--- Work item ---
Report each line of the data that has "Duration" somewhere in it.

Stored data entries:
[Start of section]
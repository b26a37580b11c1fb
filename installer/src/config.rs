//! Installer configuration loaded from TOML.
//!
//! `InstallerConfig` captures the tunables for network retrieval and the
//! manifest filename that marks a module root. Values are deserialised from
//! `config.toml` when present and fall back to sensible defaults otherwise.
//! The file is looked up at `--config` when given, else in the platform
//! configuration directory (for example `~/.config/modsync/config.toml`).

use camino::{Utf8Path, Utf8PathBuf};
use directories_next::ProjectDirs;
use log::debug;
use serde::Deserialize;
use std::time::Duration;

use crate::artefact::retry::RetryPolicy;
use crate::manifest::MANIFEST_FILENAME;

const CONFIG_FILENAME: &str = "config.toml";

/// Errors arising from configuration loading.
#[derive(Debug, thiserror::Error)]
pub enum ConfigError {
    /// The configuration file could not be read.
    #[error("failed to read configuration file {path}")]
    Read {
        /// Path to the configuration file.
        path: Utf8PathBuf,
        /// The underlying I/O error.
        #[source]
        source: std::io::Error,
    },

    /// The configuration file is not valid.
    #[error("invalid configuration file {path}: {reason}")]
    Invalid {
        /// Path to the configuration file.
        path: Utf8PathBuf,
        /// Description of the parse error.
        reason: String,
    },
}

/// Top-level installer configuration.
#[derive(Clone, Debug, Deserialize, Eq, PartialEq)]
#[serde(default, deny_unknown_fields)]
pub struct InstallerConfig {
    /// Filename that marks the root of an installed module.
    pub manifest_filename: String,
    /// Timeout and retry budget for manifest fetches.
    pub manifest: FetchSettings,
    /// Timeout and retry budget for artefact downloads.
    pub artefact: FetchSettings,
}

impl Default for InstallerConfig {
    fn default() -> Self {
        Self {
            manifest_filename: MANIFEST_FILENAME.to_owned(),
            manifest: FetchSettings::manifest_defaults(),
            artefact: FetchSettings::artefact_defaults(),
        }
    }
}

/// Timeout and retry settings for one kind of request.
#[derive(Clone, Copy, Debug, Deserialize, Eq, PartialEq)]
#[serde(deny_unknown_fields)]
pub struct FetchSettings {
    /// Overall request timeout in seconds.
    pub timeout_secs: u64,
    /// Total number of attempts, including the first.
    pub attempts: u32,
    /// Base delay between attempts in milliseconds.
    #[serde(default = "FetchSettings::default_backoff_millis")]
    pub backoff_millis: u64,
}

impl FetchSettings {
    const fn default_backoff_millis() -> u64 {
        1_000
    }

    const fn manifest_defaults() -> Self {
        Self {
            timeout_secs: 30,
            attempts: 3,
            backoff_millis: Self::default_backoff_millis(),
        }
    }

    const fn artefact_defaults() -> Self {
        Self {
            timeout_secs: 300,
            attempts: 5,
            backoff_millis: Self::default_backoff_millis(),
        }
    }

    /// The retry policy described by these settings.
    #[must_use]
    pub fn retry_policy(&self) -> RetryPolicy {
        RetryPolicy::new(self.attempts, Duration::from_millis(self.backoff_millis))
    }
}

impl InstallerConfig {
    /// Load configuration from `explicit` when given, otherwise from the
    /// platform configuration directory, otherwise defaults.
    ///
    /// A missing default file is not an error; a missing explicit file is.
    ///
    /// # Errors
    ///
    /// Returns [`ConfigError`] when a file exists but cannot be read or
    /// parsed, or when an explicit path does not exist.
    pub fn load(explicit: Option<&Utf8Path>) -> Result<Self, ConfigError> {
        match explicit {
            Some(path) => Self::load_from(path),
            None => match default_config_path() {
                Some(path) if path.is_file() => Self::load_from(&path),
                _ => {
                    debug!("no configuration file found; using defaults");
                    Ok(Self::default())
                }
            },
        }
    }

    /// Load configuration from a specific file.
    ///
    /// # Errors
    ///
    /// Returns [`ConfigError`] when the file cannot be read or parsed.
    pub fn load_from(path: &Utf8Path) -> Result<Self, ConfigError> {
        let text = std::fs::read_to_string(path).map_err(|source| ConfigError::Read {
            path: path.to_owned(),
            source,
        })?;
        let config = Self::parse(&text).map_err(|reason| ConfigError::Invalid {
            path: path.to_owned(),
            reason,
        })?;
        debug!("loaded configuration from {path}");
        Ok(config)
    }

    fn parse(text: &str) -> Result<Self, String> {
        let config: Self = toml::from_str(text).map_err(|e| e.to_string())?;
        config.validate()?;
        Ok(config)
    }

    fn validate(&self) -> Result<(), String> {
        let name = self.manifest_filename.as_str();
        if name.is_empty() || name == "." || name == ".." || name.contains(['/', '\\']) {
            return Err(format!(
                "manifest_filename must be a plain file name, got {name:?}"
            ));
        }
        Ok(())
    }
}

/// The default configuration file location, if the platform provides one.
#[must_use]
pub fn default_config_path() -> Option<Utf8PathBuf> {
    let dirs = ProjectDirs::from("", "", "modsync")?;
    let path = dirs.config_dir().join(CONFIG_FILENAME);
    Utf8PathBuf::from_path_buf(path).ok()
}

#[cfg(test)]
mod tests {
    use super::*;
    use rstest::rstest;

    #[rstest]
    fn defaults_match_documented_budgets() {
        let config = InstallerConfig::default();

        assert_eq!(config.manifest_filename, "module.json");
        assert_eq!(config.manifest.timeout_secs, 30);
        assert_eq!(config.manifest.attempts, 3);
        assert_eq!(config.artefact.timeout_secs, 300);
        assert_eq!(config.artefact.attempts, 5);
        assert!(config.artefact.timeout_secs > config.manifest.timeout_secs);
        assert!(config.artefact.attempts > config.manifest.attempts);
    }

    #[rstest]
    fn deserialises_overrides_from_toml() {
        let source = concat!(
            "manifest_filename = \"system.json\"\n",
            "[artefact]\n",
            "timeout_secs = 60\n",
            "attempts = 2\n",
        );

        let config = InstallerConfig::parse(source).expect("configuration should parse");

        assert_eq!(config.manifest_filename, "system.json");
        assert_eq!(config.artefact.timeout_secs, 60);
        assert_eq!(config.artefact.attempts, 2);
        assert_eq!(config.artefact.backoff_millis, 1_000);
        assert_eq!(config.manifest, FetchSettings::manifest_defaults());
    }

    #[rstest]
    #[case::unknown_top_level("unexpected = true\n")]
    #[case::unknown_nested("[manifest]\ntimeout_secs = 1\nattempts = 1\nspeed = 3\n")]
    #[case::wrong_type("[manifest]\ntimeout_secs = \"soon\"\nattempts = 1\n")]
    #[case::path_in_filename("manifest_filename = \"../module.json\"\n")]
    #[case::empty_filename("manifest_filename = \"\"\n")]
    fn rejects_invalid_configuration(#[case] source: &str) {
        assert!(InstallerConfig::parse(source).is_err(), "expected rejection of {source:?}");
    }

    #[test]
    fn retry_policy_reflects_settings() {
        let settings = FetchSettings {
            timeout_secs: 5,
            attempts: 4,
            backoff_millis: 250,
        };
        let policy = settings.retry_policy();
        assert_eq!(policy.attempts(), 4);
        assert_eq!(policy.backoff(), Duration::from_millis(250));
    }

    #[test]
    fn load_from_reports_missing_explicit_file() {
        let err = InstallerConfig::load(Some(Utf8Path::new("/nonexistent/modsync.toml")))
            .expect_err("missing explicit file");
        assert!(matches!(err, ConfigError::Read { .. }));
    }

    #[test]
    fn load_reads_file_from_config_home() {
        let temp = tempfile::tempdir().expect("temp dir");
        let config_dir = temp.path().join("modsync");
        std::fs::create_dir_all(&config_dir).expect("create config dir");
        std::fs::write(
            config_dir.join(CONFIG_FILENAME),
            "[manifest]\ntimeout_secs = 7\nattempts = 1\n",
        )
        .expect("write config");

        let config = temp_env::with_var("XDG_CONFIG_HOME", Some(temp.path()), || {
            InstallerConfig::load(None)
        });

        if cfg!(target_os = "linux") {
            let config = config.expect("configuration should load");
            assert_eq!(config.manifest.timeout_secs, 7);
        }
    }

    #[test]
    fn load_falls_back_to_defaults_without_file() {
        let temp = tempfile::tempdir().expect("temp dir");
        let config = temp_env::with_var("XDG_CONFIG_HOME", Some(temp.path()), || {
            InstallerConfig::load(None)
        })
        .expect("defaults should load");
        assert_eq!(config, InstallerConfig::default());
    }
}
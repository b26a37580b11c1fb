//! The `load` command: install every module listed in a profile.

use log::info;
use std::io::Write;

use crate::artefact::download::{HttpFetcher, ModuleFetcher};
use crate::artefact::extraction::{ArchiveExtractor, ZipExtractor};
use crate::cli::LoadArgs;
use crate::config::InstallerConfig;
use crate::error::{InstallerError, Result};
use crate::output::write_stderr_line;
use crate::pipeline::{InstallContext, InstallReport, install_profile};
use crate::preflight::check_install_root;
use crate::profile::read_profile;

/// Install the profile with the production HTTP fetcher and zip extractor.
///
/// # Errors
///
/// Returns an error if the profile cannot be read or the install root is
/// unusable. Per-record failures are reported in the [`InstallReport`].
pub fn run_load(
    args: &LoadArgs,
    config: &InstallerConfig,
    quiet: bool,
    stderr: &mut dyn Write,
) -> Result<InstallReport> {
    let fetcher = HttpFetcher::from_config(config);
    run_load_with(args, config, quiet, &fetcher, &ZipExtractor, stderr)
}

/// Install the profile with injected collaborators.
///
/// # Errors
///
/// See [`run_load`].
pub fn run_load_with(
    args: &LoadArgs,
    config: &InstallerConfig,
    quiet: bool,
    fetcher: &dyn ModuleFetcher,
    extractor: &dyn ArchiveExtractor,
    stderr: &mut dyn Write,
) -> Result<InstallReport> {
    let profile = read_profile(&args.profile).map_err(|source| InstallerError::ProfileRead {
        path: args.profile.clone(),
        source,
    })?;
    check_install_root(&args.install_root)?;

    if !quiet {
        for skipped in &profile.skipped {
            write_stderr_line(
                stderr,
                format!(
                    "Ignoring line {} of {}: {}",
                    skipped.line_number, args.profile, skipped.content
                ),
            );
        }
        write_stderr_line(
            stderr,
            format!(
                "Installing {} modules into {}",
                profile.records.len(),
                args.install_root
            ),
        );
    }

    let context = InstallContext {
        install_root: &args.install_root,
        manifest_filename: &config.manifest_filename,
        fetcher,
        extractor,
        quiet,
    };
    let report = install_profile(&profile.records, &context, stderr);
    info!("{}", report.summary_line());

    if !quiet {
        write_stderr_line(stderr, "");
        write_stderr_line(stderr, report.summary_line());
    }

    Ok(report)
}
//! Post-extraction layout normalisation.
//!
//! Many module archives wrap their contents in a single top-level folder, so
//! after extraction the manifest sits one level too deep:
//!
//! ```text
//! <root>/dice-so-nice/dice-so-nice-4.2/module.json
//! ```
//!
//! [`normalise_layout`] detects exactly that shape and lifts the wrapper's
//! contents up one level. Any other shape is reported as ambiguous and left
//! untouched. File contents are never read, and only one level is unwrapped.

use camino::{Utf8Path, Utf8PathBuf};
use log::{debug, warn};
use std::fs;
use std::io;

const HOLDING_PREFIX: &str = ".modsync-holding-";

/// What normalisation did to a target directory.
#[derive(Debug, Clone, PartialEq, Eq)]
pub enum NormaliseOutcome {
    /// The manifest was already at the root; nothing was moved.
    AlreadyAtRoot,
    /// A single wrapper directory was lifted into the root.
    Unwrapped {
        /// Name of the wrapper directory that was removed.
        wrapper: String,
    },
}

/// Errors arising from layout normalisation.
#[derive(Debug, thiserror::Error)]
pub enum NormaliseError {
    /// The layout is not the single-wrapper shape; nothing was changed.
    #[error(
        "manifest not found at the root of {path} and the layout is not a single wrapper directory (entries: {})",
        format_entries(entries)
    )]
    Ambiguous {
        /// The target directory.
        path: Utf8PathBuf,
        /// Names of the target's direct entries.
        entries: Vec<String>,
    },

    /// Unwrapping was attempted but did not complete cleanly.
    #[error("could not lift wrapper directory in {path}: {reason}")]
    Adjustment {
        /// The target directory.
        path: Utf8PathBuf,
        /// Description of the failure.
        reason: String,
        /// Holding directory left behind with moved content, if any.
        holding: Option<Utf8PathBuf>,
    },
}

fn format_entries(entries: &[String]) -> String {
    if entries.is_empty() {
        "none".to_owned()
    } else {
        entries.join(", ")
    }
}

struct DirEntryInfo {
    name: String,
    is_dir: bool,
}

/// Ensure `manifest_filename` sits directly inside `target`.
///
/// # Errors
///
/// Returns [`NormaliseError::Ambiguous`] when the target does not have the
/// single-wrapper shape, and [`NormaliseError::Adjustment`] when the
/// wrapper could not be lifted or the manifest is still missing afterwards.
///
/// # Examples
///
/// ```
/// use camino::Utf8PathBuf;
/// use modsync_installer::artefact::normalise::{NormaliseOutcome, normalise_layout};
///
/// let temp = tempfile::tempdir().expect("temp dir");
/// let target = Utf8PathBuf::try_from(temp.path().join("demo")).expect("UTF-8 path");
/// std::fs::create_dir_all(target.join("demo-1.0")).expect("create wrapper");
/// std::fs::write(target.join("demo-1.0/module.json"), "{}").expect("write manifest");
///
/// let outcome = normalise_layout(&target, "module.json").expect("normalise");
/// assert!(matches!(outcome, NormaliseOutcome::Unwrapped { .. }));
/// assert!(target.join("module.json").is_file());
/// ```
pub fn normalise_layout(
    target: &Utf8Path,
    manifest_filename: &str,
) -> Result<NormaliseOutcome, NormaliseError> {
    if target.join(manifest_filename).is_file() {
        return Ok(NormaliseOutcome::AlreadyAtRoot);
    }

    let entries = list_entries(target).map_err(|e| adjustment(target, &e, None))?;

    let wrapper = match entries.as_slice() {
        [only] if only.is_dir && target.join(&only.name).join(manifest_filename).is_file() => {
            only.name.clone()
        }
        _ => {
            return Err(NormaliseError::Ambiguous {
                path: target.to_owned(),
                entries: entries.iter().map(|entry| entry.name.clone()).collect(),
            });
        }
    };

    debug!("lifting wrapper directory {wrapper} in {target}");
    lift_wrapper(target, &wrapper)?;

    if !target.join(manifest_filename).is_file() {
        return Err(NormaliseError::Adjustment {
            path: target.to_owned(),
            reason: format!("{manifest_filename} is still missing after unwrapping"),
            holding: None,
        });
    }

    Ok(NormaliseOutcome::Unwrapped { wrapper })
}

/// List direct entries, hidden ones included. Symlinks are not followed.
fn list_entries(dir: &Utf8Path) -> io::Result<Vec<DirEntryInfo>> {
    let mut entries = Vec::new();
    for entry in dir.read_dir_utf8()? {
        let entry = entry?;
        entries.push(DirEntryInfo {
            name: entry.file_name().to_owned(),
            is_dir: entry.file_type()?.is_dir(),
        });
    }
    entries.sort_by(|a, b| a.name.cmp(&b.name));
    Ok(entries)
}

/// Move the wrapper's contents into a holding directory beside the target,
/// drop the emptied target, and rename the holding directory into place.
///
/// The lifted directory keeps the permissions the target had.
fn lift_wrapper(target: &Utf8Path, wrapper: &str) -> Result<(), NormaliseError> {
    let parent = target.parent().ok_or_else(|| NormaliseError::Adjustment {
        path: target.to_owned(),
        reason: "target has no parent directory".to_owned(),
        holding: None,
    })?;
    let permissions = fs::metadata(target)
        .map_err(|e| adjustment(target, &e, None))?
        .permissions();
    let mut guard = tempfile::Builder::new()
        .prefix(HOLDING_PREFIX)
        .tempdir_in(parent)
        .map_err(|e| adjustment(target, &e, None))?;
    let holding = Utf8PathBuf::try_from(guard.path().to_path_buf())
        .map_err(|e| adjustment(target, &e.into_io_error(), None))?;
    let wrapper_path = target.join(wrapper);

    if let Err((moved, err)) = move_children(&wrapper_path, &holding) {
        if move_back(&moved, &holding, &wrapper_path) {
            return Err(adjustment(target, &err, None));
        }
        guard.disable_cleanup(true);
        return Err(adjustment(target, &err, Some(holding)));
    }
    guard.disable_cleanup(true);
    debug!("moved wrapper contents into {holding}");

    fs::set_permissions(&holding, permissions)
        .and_then(|()| fs::remove_dir(&wrapper_path))
        .and_then(|()| fs::remove_dir(target))
        .and_then(|()| fs::rename(&holding, target))
        .map_err(|e| adjustment(target, &e, Some(holding.clone())))
}

/// Move every direct child of `from` into `to`.
///
/// On failure, returns the names already moved alongside the error.
fn move_children(from: &Utf8Path, to: &Utf8Path) -> Result<(), (Vec<String>, io::Error)> {
    let mut moved = Vec::new();
    let children = from.read_dir_utf8().map_err(|e| (Vec::new(), e))?;
    for child in children {
        let name = match child {
            Ok(child) => child.file_name().to_owned(),
            Err(e) => return Err((moved, e)),
        };
        if let Err(e) = fs::rename(from.join(&name), to.join(&name)) {
            return Err((moved, e));
        }
        moved.push(name);
    }
    Ok(())
}

/// Best-effort rollback of a partial move. Returns true when every entry
/// went back.
fn move_back(names: &[String], holding: &Utf8Path, wrapper: &Utf8Path) -> bool {
    let mut restored = true;
    for name in names {
        if let Err(e) = fs::rename(holding.join(name), wrapper.join(name)) {
            warn!("could not restore {name} from {holding}: {e}");
            restored = false;
        }
    }
    restored
}

fn adjustment(
    target: &Utf8Path,
    err: &io::Error,
    holding: Option<Utf8PathBuf>,
) -> NormaliseError {
    NormaliseError::Adjustment {
        path: target.to_owned(),
        reason: err.to_string(),
        holding,
    }
}

#[cfg(test)]
#[path = "normalise_tests.rs"]
mod tests;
[End of section]
--- Result ---
use std::time::Duration;
        RetryPolicy::new(self.attempts, Duration::from_millis(self.backoff_millis))
        assert_eq!(policy.backoff(), Duration::from_millis(250));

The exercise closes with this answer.